▶ [Given information]:
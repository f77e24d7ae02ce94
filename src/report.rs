//! Run reporting.
//!
//! - `TextReporter` — one line per check as it runs, colored PASS/FAIL/SKIP,
//!   then the passed/failed summary.
//! - `JsonReporter` — the full `RunSummary` as a single JSON document.

use crate::models::{
    check::CheckSpec,
    outcome::{CheckOutcome, CheckStatus, RunSummary},
};
use std::io::{self, Write};

/// Receives progress from a running suite.
pub trait Reporter {
    fn start(&mut self, summary: &RunSummary) -> io::Result<()>;
    fn check_started(&mut self, spec: &CheckSpec) -> io::Result<()>;
    fn check_finished(&mut self, outcome: &CheckOutcome) -> io::Result<()>;
    fn finish(&mut self, summary: &RunSummary) -> io::Result<()>;
}

const RULE: &str = "========================================";

/// Human-readable report.
pub struct TextReporter<W> {
    out: W,
    use_colors: bool,
}

impl<W: Write> TextReporter<W> {
    pub fn new(out: W, use_colors: bool) -> Self {
        Self { out, use_colors }
    }

    fn paint(&self, code: &str, s: &str) -> String {
        if self.use_colors {
            format!("\x1b[{code}m{s}\x1b[0m")
        } else {
            s.to_string()
        }
    }

    fn green(&self, s: &str) -> String {
        self.paint("32", s)
    }

    fn red(&self, s: &str) -> String {
        self.paint("31", s)
    }

    fn yellow(&self, s: &str) -> String {
        self.paint("33", s)
    }

    fn dim(&self, s: &str) -> String {
        self.paint("2", s)
    }

    fn bold(&self, s: &str) -> String {
        self.paint("1", s)
    }
}

impl<W: Write> Reporter for TextReporter<W> {
    fn start(&mut self, summary: &RunSummary) -> io::Result<()> {
        let title = self.bold("AWS Credential Check");
        writeln!(self.out, "{RULE}")?;
        writeln!(self.out, "{title} (region {})", summary.region)?;
        if let Some(arn) = &summary.caller_arn {
            writeln!(self.out, "Caller identity: {arn}")?;
        }
        writeln!(self.out, "{RULE}")?;
        self.out.flush()
    }

    fn check_started(&mut self, spec: &CheckSpec) -> io::Result<()> {
        write!(self.out, "Testing {}... ", spec.name)?;
        self.out.flush()
    }

    fn check_finished(&mut self, outcome: &CheckOutcome) -> io::Result<()> {
        let label = match outcome.status {
            CheckStatus::Pass => self.green("PASS"),
            CheckStatus::Fail => self.red("FAIL"),
            CheckStatus::Skip => self.yellow("SKIP"),
        };
        writeln!(self.out, "{label}")?;

        if let Some(failure) = &outcome.failure {
            let hint = if failure.message.is_empty() {
                format!("{}: {}", failure.kind, outcome.command)
            } else {
                format!("{}: {}", failure.kind, failure.message)
            };
            let hint = self.dim(&hint);
            writeln!(self.out, "    {hint}")?;
        }
        self.out.flush()
    }

    fn finish(&mut self, summary: &RunSummary) -> io::Result<()> {
        let passed = self.green(&format!("Tests Passed: {}", summary.passed));
        let failed = if summary.failed > 0 {
            self.red(&format!("Tests Failed: {}", summary.failed))
        } else {
            format!("Tests Failed: {}", summary.failed)
        };

        writeln!(self.out)?;
        writeln!(self.out, "{RULE}")?;
        writeln!(self.out, "{passed}")?;
        writeln!(self.out, "{failed}")?;
        if summary.skipped > 0 {
            let skipped = self.yellow(&format!("Tests Skipped: {}", summary.skipped));
            writeln!(self.out, "{skipped}")?;
        }
        writeln!(self.out, "{RULE}")?;

        let verdict = if summary.all_passed() {
            self.green("All checks passed")
        } else {
            self.red("Some checks failed")
        };
        writeln!(self.out, "{verdict}")?;
        self.out.flush()
    }
}

/// Machine-readable report, written once the run is complete.
pub struct JsonReporter<W> {
    out: W,
}

impl<W: Write> JsonReporter<W> {
    pub fn new(out: W) -> Self {
        Self { out }
    }
}

impl<W: Write> Reporter for JsonReporter<W> {
    fn start(&mut self, _summary: &RunSummary) -> io::Result<()> {
        Ok(())
    }

    fn check_started(&mut self, _spec: &CheckSpec) -> io::Result<()> {
        Ok(())
    }

    fn check_finished(&mut self, _outcome: &CheckOutcome) -> io::Result<()> {
        Ok(())
    }

    fn finish(&mut self, summary: &RunSummary) -> io::Result<()> {
        serde_json::to_writer_pretty(&mut self.out, summary)?;
        writeln!(self.out)?;
        self.out.flush()
    }
}

/// Print the plan for `--list`.
pub fn render_plan<'a, W, I>(out: &mut W, checks: I) -> io::Result<()>
where
    W: Write,
    I: IntoIterator<Item = &'a CheckSpec>,
{
    for (idx, check) in checks.into_iter().enumerate() {
        let marker = if check.mutates { " (writes)" } else { "" };
        writeln!(out, "{:>2}. [{}] {}{}", idx + 1, check.service, check.name, marker)?;
        writeln!(out, "      {}", check.command_line())?;
    }
    Ok(())
}

/// Print the plan for `--list --format json` as a JSON array of checks.
pub fn render_plan_json<'a, W, I>(out: &mut W, checks: I) -> io::Result<()>
where
    W: Write,
    I: IntoIterator<Item = &'a CheckSpec>,
{
    let checks: Vec<&CheckSpec> = checks.into_iter().collect();
    serde_json::to_writer_pretty(&mut *out, &checks)?;
    writeln!(out)?;
    out.flush()
}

▶ [Requirement]:
Retyping every entry exactly is the whole of the task.

▶ [Answer below]:
repository f77e24d7ae02ce94
filename src/report.rs
//! Run reporting.
//!
//! - `TextReporter` — one line per check as it runs, colored PASS/FAIL/SKIP,
//!   then the passed/failed summary.
//! - `JsonReporter` — the full `RunSummary` as a single JSON document.

use crate::models::{
    check::CheckSpec,
    outcome::{CheckOutcome, CheckStatus, RunSummary},
};
use std::io::{self, Write};

/// Receives progress from a running suite.
pub trait Reporter {
    fn start(&mut self, summary: &RunSummary) -> io::Result<()>;
    fn check_started(&mut self, spec: &CheckSpec) -> io::Result<()>;
    fn check_finished(&mut self, outcome: &CheckOutcome) -> io::Result<()>;
    fn finish(&mut self, summary: &RunSummary) -> io::Result<()>;
}

const RULE: &str = "========================================";

/// Human-readable report.
pub struct TextReporter<W> {
    out: W,
    use_colors: bool,
}

impl<W: Write> TextReporter<W> {
    pub fn new(out: W, use_colors: bool) -> Self {
        Self { out, use_colors }
    }

    fn paint(&self, code: &str, s: &str) -> String {
        if self.use_colors {
            format!("\x1b[{code}m{s}\x1b[0m")
        } else {
            s.to_string()
        }
    }

    fn green(&self, s: &str) -> String {
        self.paint("32", s)
    }

    fn red(&self, s: &str) -> String {
        self.paint("31", s)
    }

    fn yellow(&self, s: &str) -> String {
        self.paint("33", s)
    }

    fn dim(&self, s: &str) -> String {
        self.paint("2", s)
    }

    fn bold(&self, s: &str) -> String {
        self.paint("1", s)
    }
}

impl<W: Write> Reporter for TextReporter<W> {
    fn start(&mut self, summary: &RunSummary) -> io::Result<()> {
        let title = self.bold("AWS Credential Check");
        writeln!(self.out, "{RULE}")?;
        writeln!(self.out, "{title} (region {})", summary.region)?;
        if let Some(arn) = &summary.caller_arn {
            writeln!(self.out, "Caller identity: {arn}")?;
        }
        writeln!(self.out, "{RULE}")?;
        self.out.flush()
    }

    fn check_started(&mut self, spec: &CheckSpec) -> io::Result<()> {
        write!(self.out, "Testing {}... ", spec.name)?;
        self.out.flush()
    }

    fn check_finished(&mut self, outcome: &CheckOutcome) -> io::Result<()> {
        let label = match outcome.status {
            CheckStatus::Pass => self.green("PASS"),
            CheckStatus::Fail => self.red("FAIL"),
            CheckStatus::Skip => self.yellow("SKIP"),
        };
        writeln!(self.out, "{label}")?;

        if let Some(failure) = &outcome.failure {
            let hint = if failure.message.is_empty() {
                format!("{}: {}", failure.kind, outcome.command)
            } else {
                format!("{}: {}", failure.kind, failure.message)
            };
            let hint = self.dim(&hint);
            writeln!(self.out, "    {hint}")?;
        }
        self.out.flush()
    }

    fn finish(&mut self, summary: &RunSummary) -> io::Result<()> {
        let passed = self.green(&format!("Tests Passed: {}", summary.passed));
        let failed = if summary.failed > 0 {
            self.red(&format!("Tests Failed: {}", summary.failed))
        } else {
            format!("Tests Failed: {}", summary.failed)
        };

        writeln!(self.out)?;
        writeln!(self.out, "{RULE}")?;
        writeln!(self.out, "{passed}")?;
        writeln!(self.out, "{failed}")?;
        if summary.skipped > 0 {
            let skipped = self.yellow(&format!("Tests Skipped: {}", summary.skipped));
            writeln!(self.out, "{skipped}")?;
        }
        writeln!(self.out, "{RULE}")?;

        let verdict = if summary.all_passed() {
            self.green("All checks passed")
        } else {
            self.red("Some checks failed")
        };
        writeln!(self.out, "{verdict}")?;
        self.out.flush()
    }
}

/// Machine-readable report, written once the run is complete.
pub struct JsonReporter<W> {
    out: W,
}

impl<W: Write> JsonReporter<W> {
    pub fn new(out: W) -> Self {
        Self { out }
    }
}

impl<W: Write> Reporter for JsonReporter<W> {
    fn start(&mut self, _summary: &RunSummary) -> io::Result<()> {
        Ok(())
    }

    fn check_started(&mut self, _spec: &CheckSpec) -> io::Result<()> {
        Ok(())
    }

    fn check_finished(&mut self, _outcome: &CheckOutcome) -> io::Result<()> {
        Ok(())
    }

    fn finish(&mut self, summary: &RunSummary) -> io::Result<()> {
        serde_json::to_writer_pretty(&mut self.out, summary)?;
        writeln!(self.out)?;
        self.out.flush()
    }
}

/// Print the plan for `--list`.
pub fn render_plan<'a, W, I>(out: &mut W, checks: I) -> io::Result<()>
where
    W: Write,
    I: IntoIterator<Item = &'a CheckSpec>,
{
    for (idx, check) in checks.into_iter().enumerate() {
        let marker = if check.mutates { " (writes)" } else { "" };
        writeln!(out, "{:>2}. [{}] {}{}", idx + 1, check.service, check.name, marker)?;
        writeln!(out, "      {}", check.command_line())?;
    }
    Ok(())
}

/// Print the plan for `--list --format json` as a JSON array of checks.
pub fn render_plan_json<'a, W, I>(out: &mut W, checks: I) -> io::Result<()>
where
    W: Write,
    I: IntoIterator<Item = &'a CheckSpec>,
{
    let checks: Vec<&CheckSpec> = checks.into_iter().collect();
    serde_json::to_writer_pretty(&mut *out, &checks)?;
    writeln!(out)?;
    out.flush()
}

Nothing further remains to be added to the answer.